Speed optimization and reliability analysis of a self-propelled capsule robot moving in an uncertain frictional environment

The dynamics of a self-propelled capsule robot for small-bowel endoscopy driven by its internal vibro-impact excitation is studied in this paper. Due to its complex anatomy, the frictional environment in the small bowel is uncertain, so this work aims to maintain the progression of the robot at a desired velocity in the presence of such an uncertainty by using a new optimisation method. The optimisation method consists of the Six Sigma and the Multi-Island Genetic algorithms, and its reliability analysis is carried out with the consideration of parametric and environmental uncertainties by using the Monte Carlo algorithm. In total, five different motions of the capsule, including fast, slow, forward, backward and hovering, are optimised.
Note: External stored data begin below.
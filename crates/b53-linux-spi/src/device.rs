//! spidev bus master
//!
//! [`LinuxSpi`] implements [`SpiBus`] on top of `SPI_IOC_MESSAGE`. A write
//! is one transfer; a write-then-read is two transfers in the same message
//! so chip select stays asserted between the command and the response.

use crate::error::{LinuxSpiError, Result};

use b53_core::bus::SpiBus;

use std::fs::{File, OpenOptions};
use std::io;
use std::os::unix::io::AsRawFd;
use std::time::Duration;

/// Clock used when no `speed` option is given
const DEFAULT_CLOCK_HZ: u32 = 2_000_000;

/// Clock phase and polarity of the chip select
///
/// B53 parts are normally driven in [`SpiMode::Mode0`].
#[derive(Debug, Default, Clone, Copy, PartialEq, Eq, Hash)]
#[repr(u8)]
pub enum SpiMode {
    #[default]
    Mode0 = 0,
    Mode1 = 1,
    Mode2 = 2,
    Mode3 = 3,
}

impl SpiMode {
    /// Mode from the number userspace tools use for it
    pub fn from_number(n: u8) -> Option<Self> {
        match n {
            0 => Some(Self::Mode0),
            1 => Some(Self::Mode1),
            2 => Some(Self::Mode2),
            3 => Some(Self::Mode3),
            _ => None,
        }
    }

    /// Value of `SPI_IOC_WR_MODE`
    pub fn bits(self) -> u8 {
        self as u8
    }
}

mod ioctl {
    use nix::{ioctl_write_buf, ioctl_write_ptr};

    const SPI_IOC_MAGIC: u8 = b'k';

    ioctl_write_ptr!(spi_ioc_wr_mode, SPI_IOC_MAGIC, 1, u8);
    ioctl_write_ptr!(spi_ioc_wr_bits_per_word, SPI_IOC_MAGIC, 3, u8);
    ioctl_write_ptr!(spi_ioc_wr_max_speed_hz, SPI_IOC_MAGIC, 4, u32);

    // SPI_IOC_MESSAGE(n): the request size is n transfer descriptors
    ioctl_write_buf!(spi_ioc_message, SPI_IOC_MAGIC, 0, super::SpiIocTransfer);
}

/// Kernel `struct spi_ioc_transfer`
#[repr(C)]
#[derive(Debug, Default, Clone, Copy)]
struct SpiIocTransfer {
    tx_buf: u64,
    rx_buf: u64,
    len: u32,
    speed_hz: u32,
    delay_usecs: u16,
    bits_per_word: u8,
    cs_change: u8,
    tx_nbits: u8,
    rx_nbits: u8,
    word_delay_usecs: u8,
    _pad: u8,
}

impl SpiIocTransfer {
    fn tx(buf: &[u8], speed_hz: u32) -> Self {
        Self {
            tx_buf: buf.as_ptr() as u64,
            len: buf.len() as u32,
            speed_hz,
            bits_per_word: 8,
            ..Default::default()
        }
    }

    fn rx(buf: &mut [u8], speed_hz: u32) -> Self {
        Self {
            rx_buf: buf.as_mut_ptr() as u64,
            len: buf.len() as u32,
            speed_hz,
            bits_per_word: 8,
            ..Default::default()
        }
    }
}

/// Where the switch sits and how to clock it
#[derive(Debug, Clone, PartialEq, Eq)]
pub struct LinuxSpiConfig {
    /// spidev node of the switch's chip select
    pub device: String,
    /// Maximum SCK frequency
    pub clock_hz: u32,
    pub mode: SpiMode,
}

impl LinuxSpiConfig {
    pub fn new(device: impl Into<String>) -> Self {
        Self {
            device: device.into(),
            clock_hz: DEFAULT_CLOCK_HZ,
            mode: SpiMode::default(),
        }
    }

    pub fn with_clock_hz(self, clock_hz: u32) -> Self {
        Self { clock_hz, ..self }
    }

    pub fn with_mode(self, mode: SpiMode) -> Self {
        Self { mode, ..self }
    }
}

/// Switch SPI bus on a `/dev/spidevX.Y` chip select
pub struct LinuxSpi {
    file: File,
    speed_hz: u32,
}

impl LinuxSpi {
    /// Open and configure a spidev device
    pub fn open(config: &LinuxSpiConfig) -> Result<Self> {
        if config.device.is_empty() {
            return Err(LinuxSpiError::NoDevice);
        }

        log::debug!("linux_spi: claiming {}", config.device);
        let file = OpenOptions::new()
            .read(true)
            .write(true)
            .open(&config.device)
            .map_err(|source| LinuxSpiError::OpenFailed {
                path: config.device.clone(),
                source,
            })?;

        let fd = file.as_raw_fd();
        let setup = |setting: &'static str, value: u32, res: nix::Result<libc::c_int>| {
            res.map(|_| ()).map_err(|e| LinuxSpiError::SetupFailed {
                path: config.device.clone(),
                setting,
                value,
                source: io::Error::from(e),
            })
        };

        let mode = config.mode.bits();
        let bits: u8 = 8;
        // SAFETY: fd is open for the lifetime of `file`, the pointers refer
        // to live locals of the type the request expects
        unsafe {
            setup("mode", u32::from(mode), ioctl::spi_ioc_wr_mode(fd, &mode))?;
            setup(
                "bits per word",
                u32::from(bits),
                ioctl::spi_ioc_wr_bits_per_word(fd, &bits),
            )?;
            setup(
                "max clock",
                config.clock_hz,
                ioctl::spi_ioc_wr_max_speed_hz(fd, &config.clock_hz),
            )?;
        }

        log::info!(
            "linux_spi: {} ready, mode {} at {} kHz",
            config.device,
            mode,
            config.clock_hz / 1000
        );

        Ok(Self {
            file,
            speed_hz: config.clock_hz,
        })
    }

    /// Open `device` in mode 0 at the default clock
    pub fn open_device(device: &str) -> Result<Self> {
        Self::open(&LinuxSpiConfig::new(device))
    }

    /// SCK frequency requested for every transfer
    pub fn speed_hz(&self) -> u32 {
        self.speed_hz
    }

    fn message(&mut self, transfers: &[SpiIocTransfer]) -> io::Result<()> {
        // SAFETY: every descriptor points into a buffer borrowed by the
        // caller for the duration of this call
        unsafe { ioctl::spi_ioc_message(self.file.as_raw_fd(), transfers) }?;
        Ok(())
    }
}

impl SpiBus for LinuxSpi {
    fn write(&mut self, data: &[u8]) -> io::Result<()> {
        let transfers = [SpiIocTransfer::tx(data, self.speed_hz)];
        self.message(&transfers)
    }

    fn write_then_read(&mut self, write: &[u8], read: &mut [u8]) -> io::Result<()> {
        let transfers = [
            SpiIocTransfer::tx(write, self.speed_hz),
            SpiIocTransfer::rx(read, self.speed_hz),
        ];
        self.message(&transfers)
    }

    fn delay_us(&mut self, us: u32) {
        std::thread::sleep(Duration::from_micros(u64::from(us)));
    }
}

/// Build a config from `open_switch` options
///
/// `dev` names the spidev node and is mandatory. `speed` (alias
/// `spispeed`) is the clock in kHz, `mode` the clock mode number.
pub fn parse_options(options: &[(&str, &str)]) -> std::result::Result<LinuxSpiConfig, String> {
    let mut device = None;
    let mut config = LinuxSpiConfig::new("");

    for &(key, value) in options {
        match key {
            "dev" => device = Some(value),
            "speed" | "spispeed" => {
                config.clock_hz = value
                    .parse::<u32>()
                    .ok()
                    .and_then(|khz| khz.checked_mul(1000))
                    .ok_or_else(|| format!("linux_spi: {}={} is not a clock in kHz", key, value))?;
            }
            "mode" => {
                config.mode = value
                    .parse()
                    .ok()
                    .and_then(SpiMode::from_number)
                    .ok_or_else(|| format!("linux_spi: mode={} is not a clock mode 0..3", value))?;
            }
            _ => log::warn!("linux_spi: ignoring {}={}", key, value),
        }
    }

    match device {
        Some(dev) if !dev.is_empty() => Ok(LinuxSpiConfig {
            device: dev.to_string(),
            ..config
        }),
        _ => Err("linux_spi: dev=<spidev node> is required".to_string()),
    }
}

#[cfg(test)]
mod tests {
    use super::*;

    #[test]
    fn test_transfer_layout() {
        assert_eq!(std::mem::size_of::<SpiIocTransfer>(), 32);

        let cmd = [0x60, 0x30];
        let t = SpiIocTransfer::tx(&cmd, 1_000_000);
        assert_eq!(t.len, 2);
        assert_eq!(t.rx_buf, 0);
        assert_eq!(t.bits_per_word, 8);
        assert_eq!(t.cs_change, 0);
    }

    #[test]
    fn test_parse_options() {
        let config = parse_options(&[("dev", "/dev/spidev1.0"), ("speed", "4000"), ("mode", "3")])
            .unwrap();
        assert_eq!(
            config,
            LinuxSpiConfig::new("/dev/spidev1.0")
                .with_clock_hz(4_000_000)
                .with_mode(SpiMode::Mode3)
        );

        let config = parse_options(&[("spispeed", "500"), ("dev", "/dev/spidev0.0"), ("bogus", "1")])
            .unwrap();
        assert_eq!(config.clock_hz, 500_000);
        assert_eq!(config.mode, SpiMode::Mode0);
    }

    #[test]
    fn test_parse_options_errors() {
        assert!(parse_options(&[]).is_err());
        assert!(parse_options(&[("dev", "")]).is_err());
        assert!(parse_options(&[("dev", "/dev/spidev0.0"), ("mode", "4")]).is_err());
        assert!(parse_options(&[("dev", "/dev/spidev0.0"), ("speed", "fast")]).is_err());
        assert!(parse_options(&[("dev", "/dev/spidev0.0"), ("speed", "5000000")]).is_err());

        let err = parse_options(&[("dev", "/dev/spidev0.0"), ("mode", "7")]).unwrap_err();
        assert_eq!(err, "linux_spi: mode=7 is not a clock mode 0..3");
    }

    #[test]
    fn test_spi_mode_numbers() {
        assert_eq!(SpiMode::from_number(2), Some(SpiMode::Mode2));
        assert_eq!(SpiMode::from_number(4), None);
        assert_eq!(SpiMode::Mode3.bits(), 3);
    }

    #[test]
    fn test_open_missing_device() {
        assert!(matches!(
            LinuxSpi::open(&LinuxSpiConfig::new("")),
            Err(LinuxSpiError::NoDevice)
        ));
        assert!(matches!(
            LinuxSpi::open_device("/nonexistent/spidev9.9"),
            Err(LinuxSpiError::OpenFailed { .. })
        ));
    }
}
Extensive numerical studies show that the five desired motions can be fulfilled by various combinations of system and control parameters. Experimental verification is also carried out by using a prototype of the capsule robot to demonstrate the efficacy of the proposed method. A mismatch between the numerical optimisation and the experimental results for the backward motion of the prototype was observed. However, optimisations for forward and hovering motions show good agreements with experimental observations. Potentially, the proposed approach can be used for optimising various progressive robots in different scales with multiple control objectives and constraints.